Input:
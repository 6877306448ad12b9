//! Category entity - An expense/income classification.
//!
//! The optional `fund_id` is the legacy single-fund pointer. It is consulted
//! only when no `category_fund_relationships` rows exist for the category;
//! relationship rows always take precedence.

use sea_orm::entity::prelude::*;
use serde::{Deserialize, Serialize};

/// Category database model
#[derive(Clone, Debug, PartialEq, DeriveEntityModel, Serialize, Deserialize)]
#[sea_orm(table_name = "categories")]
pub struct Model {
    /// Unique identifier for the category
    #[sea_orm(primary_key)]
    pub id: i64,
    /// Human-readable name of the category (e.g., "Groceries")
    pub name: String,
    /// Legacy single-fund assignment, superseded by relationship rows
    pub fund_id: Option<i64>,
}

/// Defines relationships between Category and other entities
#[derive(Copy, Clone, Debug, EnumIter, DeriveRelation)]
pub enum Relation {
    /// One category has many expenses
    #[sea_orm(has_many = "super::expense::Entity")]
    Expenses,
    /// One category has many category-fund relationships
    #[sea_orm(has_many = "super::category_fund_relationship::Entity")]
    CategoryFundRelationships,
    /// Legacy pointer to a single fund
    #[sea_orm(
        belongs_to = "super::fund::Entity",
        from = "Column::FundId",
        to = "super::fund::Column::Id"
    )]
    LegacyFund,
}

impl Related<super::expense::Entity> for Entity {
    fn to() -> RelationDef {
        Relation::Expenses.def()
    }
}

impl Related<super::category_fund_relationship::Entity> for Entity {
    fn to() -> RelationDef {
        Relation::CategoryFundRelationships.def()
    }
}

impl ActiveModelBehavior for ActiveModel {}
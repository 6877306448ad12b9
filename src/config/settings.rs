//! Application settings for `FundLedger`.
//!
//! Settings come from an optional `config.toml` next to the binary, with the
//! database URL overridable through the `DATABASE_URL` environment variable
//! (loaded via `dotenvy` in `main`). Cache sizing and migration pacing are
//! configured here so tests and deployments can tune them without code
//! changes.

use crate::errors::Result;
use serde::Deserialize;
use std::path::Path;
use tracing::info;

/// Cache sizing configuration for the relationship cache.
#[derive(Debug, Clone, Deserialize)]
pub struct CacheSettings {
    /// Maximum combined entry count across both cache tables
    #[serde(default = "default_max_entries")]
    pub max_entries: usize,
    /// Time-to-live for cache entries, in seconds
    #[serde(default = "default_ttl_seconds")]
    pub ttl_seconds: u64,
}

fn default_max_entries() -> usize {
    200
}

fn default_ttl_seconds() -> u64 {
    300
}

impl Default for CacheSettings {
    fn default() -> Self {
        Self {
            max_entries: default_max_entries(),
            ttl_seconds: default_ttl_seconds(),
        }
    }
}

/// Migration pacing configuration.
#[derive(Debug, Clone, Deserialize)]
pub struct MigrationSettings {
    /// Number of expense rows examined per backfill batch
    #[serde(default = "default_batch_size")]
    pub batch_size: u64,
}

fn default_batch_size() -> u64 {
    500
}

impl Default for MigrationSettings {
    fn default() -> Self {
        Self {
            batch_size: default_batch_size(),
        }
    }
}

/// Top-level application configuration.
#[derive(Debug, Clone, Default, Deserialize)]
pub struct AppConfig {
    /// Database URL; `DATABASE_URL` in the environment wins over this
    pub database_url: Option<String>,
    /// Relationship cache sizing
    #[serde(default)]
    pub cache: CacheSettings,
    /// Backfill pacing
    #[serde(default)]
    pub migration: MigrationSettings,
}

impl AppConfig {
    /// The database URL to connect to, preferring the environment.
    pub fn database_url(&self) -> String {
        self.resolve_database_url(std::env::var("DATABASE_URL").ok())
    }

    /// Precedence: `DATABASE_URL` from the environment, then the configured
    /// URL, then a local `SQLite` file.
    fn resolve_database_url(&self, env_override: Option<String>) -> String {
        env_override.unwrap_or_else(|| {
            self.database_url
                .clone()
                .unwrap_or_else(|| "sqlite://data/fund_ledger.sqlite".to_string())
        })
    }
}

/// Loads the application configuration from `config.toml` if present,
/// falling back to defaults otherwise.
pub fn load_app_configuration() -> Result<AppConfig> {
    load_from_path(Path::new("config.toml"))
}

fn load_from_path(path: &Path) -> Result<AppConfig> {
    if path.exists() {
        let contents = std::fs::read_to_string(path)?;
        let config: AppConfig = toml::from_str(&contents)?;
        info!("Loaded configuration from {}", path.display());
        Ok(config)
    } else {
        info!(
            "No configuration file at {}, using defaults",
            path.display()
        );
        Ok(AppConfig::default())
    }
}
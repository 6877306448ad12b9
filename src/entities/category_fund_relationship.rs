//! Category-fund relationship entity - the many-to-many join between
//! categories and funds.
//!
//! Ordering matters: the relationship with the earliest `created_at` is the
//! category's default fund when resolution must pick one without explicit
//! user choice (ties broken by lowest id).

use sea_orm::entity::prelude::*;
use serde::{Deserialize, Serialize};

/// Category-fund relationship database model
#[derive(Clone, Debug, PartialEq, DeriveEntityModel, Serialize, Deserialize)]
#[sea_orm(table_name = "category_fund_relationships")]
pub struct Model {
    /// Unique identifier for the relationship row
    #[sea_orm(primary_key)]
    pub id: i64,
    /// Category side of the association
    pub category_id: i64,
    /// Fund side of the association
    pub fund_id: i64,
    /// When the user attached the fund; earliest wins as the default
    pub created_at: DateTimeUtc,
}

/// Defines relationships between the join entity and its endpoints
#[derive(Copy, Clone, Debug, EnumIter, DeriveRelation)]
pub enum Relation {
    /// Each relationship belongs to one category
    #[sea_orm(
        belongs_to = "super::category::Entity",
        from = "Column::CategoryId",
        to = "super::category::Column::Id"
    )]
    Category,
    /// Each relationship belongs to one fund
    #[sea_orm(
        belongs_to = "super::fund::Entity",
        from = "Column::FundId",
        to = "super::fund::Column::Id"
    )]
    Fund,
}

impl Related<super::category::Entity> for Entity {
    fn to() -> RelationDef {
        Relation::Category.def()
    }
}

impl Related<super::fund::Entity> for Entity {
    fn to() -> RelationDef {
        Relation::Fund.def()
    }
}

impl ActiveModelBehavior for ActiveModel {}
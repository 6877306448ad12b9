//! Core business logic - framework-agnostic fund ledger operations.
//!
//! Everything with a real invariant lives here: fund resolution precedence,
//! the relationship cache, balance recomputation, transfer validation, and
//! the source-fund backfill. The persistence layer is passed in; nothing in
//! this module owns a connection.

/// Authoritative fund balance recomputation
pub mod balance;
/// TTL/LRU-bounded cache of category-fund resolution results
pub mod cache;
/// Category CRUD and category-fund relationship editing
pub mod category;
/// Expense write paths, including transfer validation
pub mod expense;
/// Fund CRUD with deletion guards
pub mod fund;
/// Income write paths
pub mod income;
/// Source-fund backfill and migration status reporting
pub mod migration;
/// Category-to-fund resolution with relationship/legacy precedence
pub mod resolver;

==

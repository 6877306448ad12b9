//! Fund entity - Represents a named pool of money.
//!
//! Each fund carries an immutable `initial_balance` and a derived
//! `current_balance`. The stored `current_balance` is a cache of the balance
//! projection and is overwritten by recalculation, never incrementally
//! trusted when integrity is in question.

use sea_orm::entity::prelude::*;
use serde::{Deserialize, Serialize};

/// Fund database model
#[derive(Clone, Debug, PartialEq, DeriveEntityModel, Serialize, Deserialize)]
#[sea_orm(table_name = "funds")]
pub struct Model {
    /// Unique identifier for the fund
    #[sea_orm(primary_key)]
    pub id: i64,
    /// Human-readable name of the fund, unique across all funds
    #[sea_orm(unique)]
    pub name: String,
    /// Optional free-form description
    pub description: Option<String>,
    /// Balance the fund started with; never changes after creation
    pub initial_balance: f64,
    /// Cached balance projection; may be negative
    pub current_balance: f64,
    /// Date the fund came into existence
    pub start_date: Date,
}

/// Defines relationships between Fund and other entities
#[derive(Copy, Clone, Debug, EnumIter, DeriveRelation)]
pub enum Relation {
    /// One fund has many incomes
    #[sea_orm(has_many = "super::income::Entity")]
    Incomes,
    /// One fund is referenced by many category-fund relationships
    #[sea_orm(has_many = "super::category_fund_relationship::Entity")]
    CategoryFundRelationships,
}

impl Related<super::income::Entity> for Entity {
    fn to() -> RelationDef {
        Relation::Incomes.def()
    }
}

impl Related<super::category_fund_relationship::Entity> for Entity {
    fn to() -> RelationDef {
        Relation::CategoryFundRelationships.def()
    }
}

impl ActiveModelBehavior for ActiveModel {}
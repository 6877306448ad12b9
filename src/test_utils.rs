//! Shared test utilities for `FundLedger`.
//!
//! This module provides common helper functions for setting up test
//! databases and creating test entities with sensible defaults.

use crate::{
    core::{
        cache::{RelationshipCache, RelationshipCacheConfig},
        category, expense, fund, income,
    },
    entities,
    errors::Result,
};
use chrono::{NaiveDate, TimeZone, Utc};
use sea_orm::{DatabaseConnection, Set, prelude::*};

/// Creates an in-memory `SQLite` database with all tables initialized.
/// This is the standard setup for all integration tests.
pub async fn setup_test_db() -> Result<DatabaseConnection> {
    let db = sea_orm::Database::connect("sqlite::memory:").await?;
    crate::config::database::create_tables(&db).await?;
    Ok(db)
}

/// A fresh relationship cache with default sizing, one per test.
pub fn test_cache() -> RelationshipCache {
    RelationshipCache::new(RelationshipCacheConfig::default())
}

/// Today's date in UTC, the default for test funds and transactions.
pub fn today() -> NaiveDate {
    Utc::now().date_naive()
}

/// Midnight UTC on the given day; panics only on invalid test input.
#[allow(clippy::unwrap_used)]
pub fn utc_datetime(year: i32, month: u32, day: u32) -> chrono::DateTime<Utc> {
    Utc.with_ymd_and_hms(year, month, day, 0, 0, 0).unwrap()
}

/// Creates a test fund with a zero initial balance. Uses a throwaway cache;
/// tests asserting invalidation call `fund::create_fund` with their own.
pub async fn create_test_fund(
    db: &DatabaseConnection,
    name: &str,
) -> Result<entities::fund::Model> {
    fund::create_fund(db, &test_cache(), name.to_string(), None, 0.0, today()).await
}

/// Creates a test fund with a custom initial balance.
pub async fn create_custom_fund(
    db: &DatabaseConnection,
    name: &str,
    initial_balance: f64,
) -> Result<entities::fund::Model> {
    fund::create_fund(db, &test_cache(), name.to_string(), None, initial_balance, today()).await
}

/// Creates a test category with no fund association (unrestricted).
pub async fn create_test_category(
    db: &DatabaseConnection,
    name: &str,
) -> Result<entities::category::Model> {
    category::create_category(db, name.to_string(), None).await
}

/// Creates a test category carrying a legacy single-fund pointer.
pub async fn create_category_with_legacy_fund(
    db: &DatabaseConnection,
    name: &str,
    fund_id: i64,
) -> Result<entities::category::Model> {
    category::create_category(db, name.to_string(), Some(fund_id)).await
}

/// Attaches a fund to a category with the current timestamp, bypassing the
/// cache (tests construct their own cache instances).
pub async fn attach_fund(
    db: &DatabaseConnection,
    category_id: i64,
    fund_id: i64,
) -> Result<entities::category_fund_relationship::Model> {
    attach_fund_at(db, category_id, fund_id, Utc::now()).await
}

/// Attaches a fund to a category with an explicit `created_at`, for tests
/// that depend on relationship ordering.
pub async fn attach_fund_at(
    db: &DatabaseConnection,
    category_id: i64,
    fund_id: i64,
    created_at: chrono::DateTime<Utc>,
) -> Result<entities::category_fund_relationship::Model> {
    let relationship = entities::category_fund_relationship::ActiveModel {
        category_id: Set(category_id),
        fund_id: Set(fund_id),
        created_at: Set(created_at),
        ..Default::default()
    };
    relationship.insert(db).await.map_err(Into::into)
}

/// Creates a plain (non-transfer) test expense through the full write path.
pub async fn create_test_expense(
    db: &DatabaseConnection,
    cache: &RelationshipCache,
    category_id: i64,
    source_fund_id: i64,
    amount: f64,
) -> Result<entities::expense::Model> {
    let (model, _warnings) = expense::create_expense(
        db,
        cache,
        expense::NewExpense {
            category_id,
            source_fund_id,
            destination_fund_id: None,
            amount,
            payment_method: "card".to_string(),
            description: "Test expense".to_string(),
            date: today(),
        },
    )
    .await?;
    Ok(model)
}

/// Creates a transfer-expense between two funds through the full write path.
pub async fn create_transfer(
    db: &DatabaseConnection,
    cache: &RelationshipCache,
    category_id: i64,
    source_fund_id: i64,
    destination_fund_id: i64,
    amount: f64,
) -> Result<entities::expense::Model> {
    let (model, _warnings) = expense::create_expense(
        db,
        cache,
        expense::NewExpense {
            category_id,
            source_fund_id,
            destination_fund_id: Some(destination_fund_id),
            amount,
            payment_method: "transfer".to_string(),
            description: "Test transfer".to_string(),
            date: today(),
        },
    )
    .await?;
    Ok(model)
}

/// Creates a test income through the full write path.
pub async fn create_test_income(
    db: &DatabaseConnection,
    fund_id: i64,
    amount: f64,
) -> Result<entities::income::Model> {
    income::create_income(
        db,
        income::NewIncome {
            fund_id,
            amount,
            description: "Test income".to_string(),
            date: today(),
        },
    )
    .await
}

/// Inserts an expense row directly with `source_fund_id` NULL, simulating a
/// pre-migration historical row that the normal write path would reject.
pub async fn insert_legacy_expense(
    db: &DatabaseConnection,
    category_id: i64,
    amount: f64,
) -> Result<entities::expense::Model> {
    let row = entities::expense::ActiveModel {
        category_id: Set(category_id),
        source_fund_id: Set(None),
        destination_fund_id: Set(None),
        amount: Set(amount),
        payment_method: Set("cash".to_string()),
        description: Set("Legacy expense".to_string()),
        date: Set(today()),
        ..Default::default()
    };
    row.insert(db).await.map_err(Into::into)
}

What is needed:
Every line above that holds "NaiveDate" should be copied out.

Written answer:
use chrono::{NaiveDate, TimeZone, Utc};
pub fn today() -> NaiveDate {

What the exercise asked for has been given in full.